DUBAI: Iran has stepped up work at its underground Fordow nuclear facility, state TV reported on Wednesday, a move France said showed for the first time that Tehran explicitly planned to quit a deal with world powers that curbed its atomic work.
Russia also voiced alarm at Iran’s decision to start injecting uranium gas into centrifuges at Fordow, a move that further distances Iran from the accord. A central aim of the agreement was to extend the time Iran would need to build a nuclear weapon, if it chose to, to a year from about 2-3 months.
“With the presence of inspectors from International Atomic Energy Agency, Iran started injecting (uranium) gas into centrifuges in Fordow,” TV reported.
The deal bans nuclear material from Fordow, and with the gas entering its centrifuges the facility will move from a permitted status of research plant to being an active nuclear site.
A spokesman for Iran’s Atomic Energy Organization, Behrouz Kamalvandi, however, told state TV later that the injection of uranium gas would start at midnight (2030 GMT).
“We have put the 2,800 kg cylinder including 2000 kg uranium hexafluoride (UF6) that has been put in Fordow … The centrifuges there will enrich uranium up to 4.5% level,” Kamalvandi said.
President Hassan Rouhani, an architect of the deal, blamed Washington for Iran’s rolling back of its nuclear commitments, saying Fordow would soon fully resume uranium enrichment work.
“I think that for the first time, Iran has decided in an explicit and blunt manner to leave the JCPOA (nuclear) agreement, which marks a profound shift,” said Macron, who has been at the forefront of European efforts to salvage the deal after the United States withdrew from the agreement.
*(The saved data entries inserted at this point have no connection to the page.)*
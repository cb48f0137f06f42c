//! Parser for the `ratelimit` directive syntax.
//!
//! ```text
//! # all resources, 100 requests per minute
//! ratelimit * 100 100 minute
//!
//! # one resource on the directive line, more in the block
//! ratelimit GET,POST /api 10 20 second {
//!     /login
//!     whitelist 10.0.0.0/8
//! }
//! ```
//!
//! Any error rejects the whole source; no partial rule set is returned.

use ipnet::IpNet;

use super::key::KEY_SEPARATOR;
use super::rules::RateRule;
use crate::error::{Result, TurnstileError};

const DIRECTIVE: &str = "ratelimit";
const WHITELIST: &str = "whitelist";
const BLOCK_OPEN: &str = "{";
const BLOCK_CLOSE: &str = "}";

/// Parse every `ratelimit` directive in `source`.
pub(crate) fn parse_rules(source: &str) -> Result<Vec<RateRule>> {
    let mut lines = source.lines().enumerate().map(|(i, text)| (i + 1, text));
    let mut rules = Vec::new();

    while let Some((line, text)) = lines.next() {
        let mut tokens = tokenize(line, text)?;
        if tokens.is_empty() {
            continue;
        }
        if tokens[0] != DIRECTIVE {
            return Err(TurnstileError::syntax(
                line,
                format!("unknown directive '{}', expecting '{}'", tokens[0], DIRECTIVE),
            ));
        }

        let opens_block = tokens.last().map(String::as_str) == Some(BLOCK_OPEN);
        if opens_block {
            tokens.pop();
        }

        let mut rule = parse_directive(line, &tokens[1..])?;

        if opens_block {
            let mut closed = false;
            for (block_line, block_text) in lines.by_ref() {
                let tokens = tokenize(block_line, block_text)?;
                match tokens.as_slice() {
                    [] => {}
                    [close] if close == BLOCK_CLOSE => {
                        closed = true;
                        break;
                    }
                    [open] if open == BLOCK_OPEN => {
                        return Err(TurnstileError::syntax(block_line, "nested blocks are not allowed"));
                    }
                    [resource] => {
                        rule.resources.push(key_component(block_line, "resource", resource)?);
                    }
                    [keyword, cidr] if keyword == WHITELIST => {
                        rule.whitelist.push(parse_cidr(block_line, cidr)?);
                    }
                    [keyword, _] => {
                        return Err(TurnstileError::syntax(
                            block_line,
                            format!("expecting {}, got {}", WHITELIST, keyword),
                        ));
                    }
                    tokens => {
                        return Err(TurnstileError::syntax(
                            block_line,
                            format!("wrong argument count: expected 1 or 2, got {}", tokens.len()),
                        ));
                    }
                }
            }

            if !closed {
                return Err(TurnstileError::syntax(line, "unterminated block, missing '}'"));
            }
        }

        rules.push(rule);
    }

    Ok(rules)
}

/// Build a rule from the arguments following the directive name.
fn parse_directive(line: usize, args: &[String]) -> Result<RateRule> {
    match args {
        [methods, rate, burst, unit] => Ok(RateRule::new(
            key_component(line, "methods", methods)?,
            parse_int(line, "rate", rate)?,
            parse_int(line, "burst", burst)?,
            unit.as_str(),
        )),
        [methods, resource, rate, burst, unit] => Ok(RateRule::new(
            key_component(line, "methods", methods)?,
            parse_int(line, "rate", rate)?,
            parse_int(line, "burst", burst)?,
            unit.as_str(),
        )
        .with_resource(key_component(line, "resource", resource)?)),
        _ => Err(TurnstileError::syntax(
            line,
            format!("wrong argument count: expected 4 or 5, got {}", args.len()),
        )),
    }
}

/// Methods and resources end up in limiter keys, so they may not contain the
/// key separator.
fn key_component(line: usize, field: &str, token: &str) -> Result<String> {
    if token.contains(KEY_SEPARATOR) {
        return Err(TurnstileError::syntax(
            line,
            format!("{} '{}' may not contain '{}'", field, token, KEY_SEPARATOR),
        ));
    }
    Ok(token.to_string())
}

fn parse_int(line: usize, field: &str, token: &str) -> Result<i64> {
    token
        .parse()
        .map_err(|e| TurnstileError::syntax(line, format!("invalid {} '{}': {}", field, token, e)))
}

fn parse_cidr(line: usize, token: &str) -> Result<IpNet> {
    token
        .parse()
        .map_err(|e| TurnstileError::syntax(line, format!("invalid CIDR '{}': {}", token, e)))
}

/// Split a line into tokens.
///
/// Whitespace separates tokens, double quotes group them (with `\` escaping
/// the next character) and a `#` at the start of a token comments out the
/// rest of the line.
fn tokenize(line: usize, text: &str) -> Result<Vec<String>> {
    let mut tokens = Vec::new();
    let mut chars = text.chars().peekable();

    while let Some(&c) = chars.peek() {
        if c.is_whitespace() {
            chars.next();
            continue;
        }
        if c == '#' {
            break;
        }

        let mut token = String::new();
        if c == '"' {
            chars.next();
            let mut terminated = false;
            while let Some(c) = chars.next() {
                match c {
                    '"' => {
                        terminated = true;
                        break;
                    }
                    '\\' => {
                        if let Some(escaped) = chars.next() {
                            token.push(escaped);
                        }
                    }
                    c => token.push(c),
                }
            }
            if !terminated {
                return Err(TurnstileError::syntax(line, "unterminated quoted string"));
            }
        } else {
            while let Some(&c) = chars.peek() {
                if c.is_whitespace() {
                    break;
                }
                token.push(c);
                chars.next();
            }
        }
        tokens.push(token);
    }

    Ok(tokens)
}
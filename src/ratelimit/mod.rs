//! Rate limiting logic and state management.

mod bucket;
mod key;
mod limiter;
mod parser;
mod rules;

pub use bucket::{Rate, RetryAfter, TimeUnit, TokenBucket};
pub use key::{build_key, KEY_SEPARATOR};
pub use limiter::KeyedLimiterRegistry;
pub use rules::{RateRule, RuleSet, Whitelist, WhitelistScope, ALL_RESOURCES, ANY_METHOD};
In Moscow, Russian Foreign Minister Sergei Lavrov said events unfolding around the nuclear deal were extremely alarming and called on Iran to fulfil the terms of the deal.
But he added that Moscow understood why Tehran was cutting back on its commitments, and blamed the situation on the U.S. decision to pull out of the pact.
Iran agreed in 2015 to turn Fordow into a “nuclear, physics and technology centre” where 1,044 centrifuges are used for purposes other than enrichment, such as producing stable isotopes, which have a variety of civil uses.
Last year, U.S. President Donald Trump exited the deal and said it was flawed in Iran’s favour. Washington has since renewed and intensified its sanctions, slashing Iran’s economically vital crude oil sales by more than 80%.
Responding to Washington’s “maximum pressure” policy, Iran has bypassed the restrictions of the deal step-by-step – including by breaching both its cap on stockpiled enriched uranium and on the level of enrichment.
“Iran has taken its fourth step to decrease its nuclear commitments to the deal in reaction to the increased U.S. pressure and inactivity of European parties to the deal to save it,” state TV added.